El absentismo laboral en España ha alcanzado niveles récord, con una tasa media nacional del 7,6% de horas de trabajo perdidas en 2025, según el informe del servicio de estudios de Adecco, The Adecco Group Institute. Este fenómeno representa un coste económico global de 59.109 millones de euros, lo que supone un incremento del 11,7% respecto a 2024 y casi el doble con relación a 2019, cuando se situó en 30.171 millones.
El impacto económico del absentismo es cada vez más acuciante y motivo de debate político y social. La ministra y portavoz del Gobierno, Elma Saiz, mantiene abierta una mesa de negociación con patronales y sindicatos para buscar soluciones, aunque hasta ahora sin resultados concretos. Desde la CEOE se estima que el absentismo supone una factura de 34.000 millones para empresas y Seguridad Social, cifra que el estudio de Adecco eleva desde una perspectiva más completa.
El factor que impulsa en mayor medida el coste total son las prestaciones por incapacidad temporal, que representan un 78% del gasto, es decir, unos 46.105 millones de euros. El volumen de horas perdidas por bajas médicas ajenas al entorno laboral se sitúa en un 5,95%, el nivel más alto registrado.
En cuanto a la distribución territorial, existen dos formas de analizar el impacto: por la tasa de horas de trabajo perdidas y por el coste económico asumido por cada comunidad autónoma. Las tasas más elevadas de absentismo en horas pactadas las tienen País Vasco, Canarias y Cantabria, con un 9,6%, seguidos de Galicia, Asturias, Murcia, Navarra y Aragón, que superan la media nacional del 7,6%.
Sin embargo, el coste económico concentra su mayor peso en las regiones con más trabajadores afectados. Cataluña lidera la factura con 11.557 millones de euros, seguida por Madrid (10.290 millones) y Andalucía (7.410 millones), que juntas suman casi la mitad de los costes totales (49%). Les siguen la Comunidad Valenciana, País Vasco, Galicia y Canarias en un segundo nivel de impacto, mientras que regiones con menor población y ocupación tienen costes inferiores.

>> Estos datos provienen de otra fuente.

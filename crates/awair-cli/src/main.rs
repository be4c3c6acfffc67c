//! awair - command-line access to the Awair developer API

mod config;

use awair_client::{
    AirDataQuery, AirDataResolution, AwairClient, AwairConfig, ClockMode, DevicePreference,
    DisplayBrightness, DisplayMode, DisplaySettings, KnockingMode, LedBrightness, LedMode,
    LedSettings, Location, RequestOptions, RoomType, SensorComponent, SpaceType, TemperatureUnit,
};
use chrono::{DateTime, Utc};
use clap::{Parser, Subcommand, ValueEnum};
use config::{CliConfig, ConfigLoader};
use serde::de::DeserializeOwned;
use serde::Serialize;
use std::path::PathBuf;
use tracing::{debug, info, Level};
use tracing_subscriber::FmtSubscriber;

#[derive(Parser)]
#[command(name = "awair")]
#[command(version)]
#[command(about = "Query and configure Awair air-quality monitors", long_about = None)]
struct Cli {
    /// Increase verbosity
    #[arg(short, long, action = clap::ArgAction::Count)]
    verbose: u8,

    /// Path to configuration file
    #[arg(short, long, global = true, env = "AWAIR_CONFIG")]
    config: Option<PathBuf>,

    /// Bearer token
    #[arg(long, global = true, env = "AWAIR_BEARER_TOKEN", hide_env_values = true)]
    token: Option<String>,

    /// Device type (e.g. awair-element)
    #[arg(long, global = true)]
    device_type: Option<String>,

    /// Device id
    #[arg(long, global = true)]
    device_id: Option<u64>,

    /// Serve canned data instead of calling the API
    #[arg(long, global = true)]
    mock: bool,

    /// API endpoint
    #[arg(long, global = true)]
    endpoint: Option<String>,

    #[command(subcommand)]
    command: Commands,
}

#[derive(Subcommand)]
enum Commands {
    /// List devices on the account
    Devices,

    /// Show the account profile
    User,

    /// Show API usage for the device
    Usage,

    /// Show the newest air-data sample
    Latest {
        /// Report temperature in Fahrenheit (`--fahrenheit=false` for Celsius)
        #[arg(long, num_args = 0..=1, require_equals = true, default_missing_value = "true")]
        fahrenheit: Option<bool>,
    },

    /// Show air-data samples
    AirData {
        /// Sample resolution
        #[arg(value_enum, default_value = "raw")]
        resolution: Resolution,

        /// Start of the range (RFC 3339)
        #[arg(long)]
        from: Option<DateTime<Utc>>,

        /// End of the range (RFC 3339)
        #[arg(long)]
        to: Option<DateTime<Utc>>,

        /// Maximum number of samples
        #[arg(short, long)]
        limit: Option<u32>,

        /// Newest sample first (`--desc=false` for oldest first)
        #[arg(long, num_args = 0..=1, require_equals = true, default_missing_value = "true")]
        desc: Option<bool>,

        /// Report temperature in Fahrenheit (`--fahrenheit=false` for Celsius)
        #[arg(long, num_args = 0..=1, require_equals = true, default_missing_value = "true")]
        fahrenheit: Option<bool>,
    },

    /// Show or change the display mode
    Display {
        #[command(subcommand)]
        action: Option<DisplayAction>,
    },

    /// Show or change the knocking mode
    Knocking {
        #[command(subcommand)]
        action: Option<KnockingAction>,
    },

    /// Show or change the LED mode
    Led {
        #[command(subcommand)]
        action: Option<LedAction>,
    },

    /// Set the device location
    SetLocation {
        #[arg(allow_negative_numbers = true)]
        latitude: f64,

        #[arg(allow_negative_numbers = true)]
        longitude: f64,
    },

    /// Rename the device
    SetName { name: String },

    /// Set the air-quality preference (general, productivity, sleep, allergy, baby)
    SetPreference {
        #[arg(value_parser = parse_preference)]
        preference: DevicePreference,
    },

    /// Set the room type (e.g. bedroom, living_room)
    SetRoomType {
        #[arg(value_parser = parse_room_type)]
        room_type: RoomType,
    },

    /// Set the space type (home, office, others)
    SetSpaceType {
        #[arg(value_parser = parse_space_type)]
        space_type: SpaceType,
    },

    /// Show battery state
    PowerStatus,

    /// Show the device timezone
    Timezone,
}

#[derive(Subcommand)]
enum DisplayAction {
    /// Change the display mode
    Set {
        #[arg(value_parser = parse_wire::<DisplayMode>)]
        mode: DisplayMode,

        /// Clock format (12hr, 24hr)
        #[arg(long, value_parser = parse_wire::<ClockMode>)]
        clock_mode: Option<ClockMode>,

        /// Brightness (0, 20, 40, 60, 80, 100)
        #[arg(long, value_parser = parse_display_brightness)]
        brightness: Option<DisplayBrightness>,

        /// Temperature unit (c, f)
        #[arg(long, value_parser = parse_wire::<TemperatureUnit>)]
        temp_unit: Option<TemperatureUnit>,
    },
}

Desde una perspectiva sectorial, la industria es la actividad con mayor tasa de absentismo (8,2%), seguida por los servicios (7,6%) y la construcción (6,2%). Pero el sector servicios concentra la mayor parte del coste, con 45.096 millones de euros, alterando la proporcionalidad entre tasa y coste. La industria y la construcción tienen costes significativamente menores, aunque con incrementos interanuales notables del 16% y 11%, respectivamente.
Al detallar las ramas de actividad, destacan sectores específicos con ausencias especialmente elevadas como las actividades postales y de correos (13%), los servicios de edificios y jardinería (12,5%) y las actividades de juego y apuestas (12,2%). En contraste, los sectores con menor tasa de absentismo incluyen actividades relacionadas con el empleo (3%), actividades jurídicas y de contabilidad (3,7%), y la edición, actividades inmobiliarias, así como programación y consultoría informática (4% cada una).
Este escenario evidencia la complejidad del absentismo laboral en España, que no solo genera un coste considerable para las empresas y la Seguridad Social, sino que también condiciona la productividad y competitividad del país. Las diferencias territoriales y sectoriales representan un desafío para la elaboración de políticas eficaces que contengan este problema en auge, sobre todo para las pequeñas y medianas empresas.
El seguimiento de la evolución del absentismo y la implementación de medidas adaptadas a cada realidad regional y sectorial serán claves para mitigar su creciente impacto económico. Más información y datos pueden consultarse en el informe completo de Adecco y en la Encuesta de Costes Laborales del INE.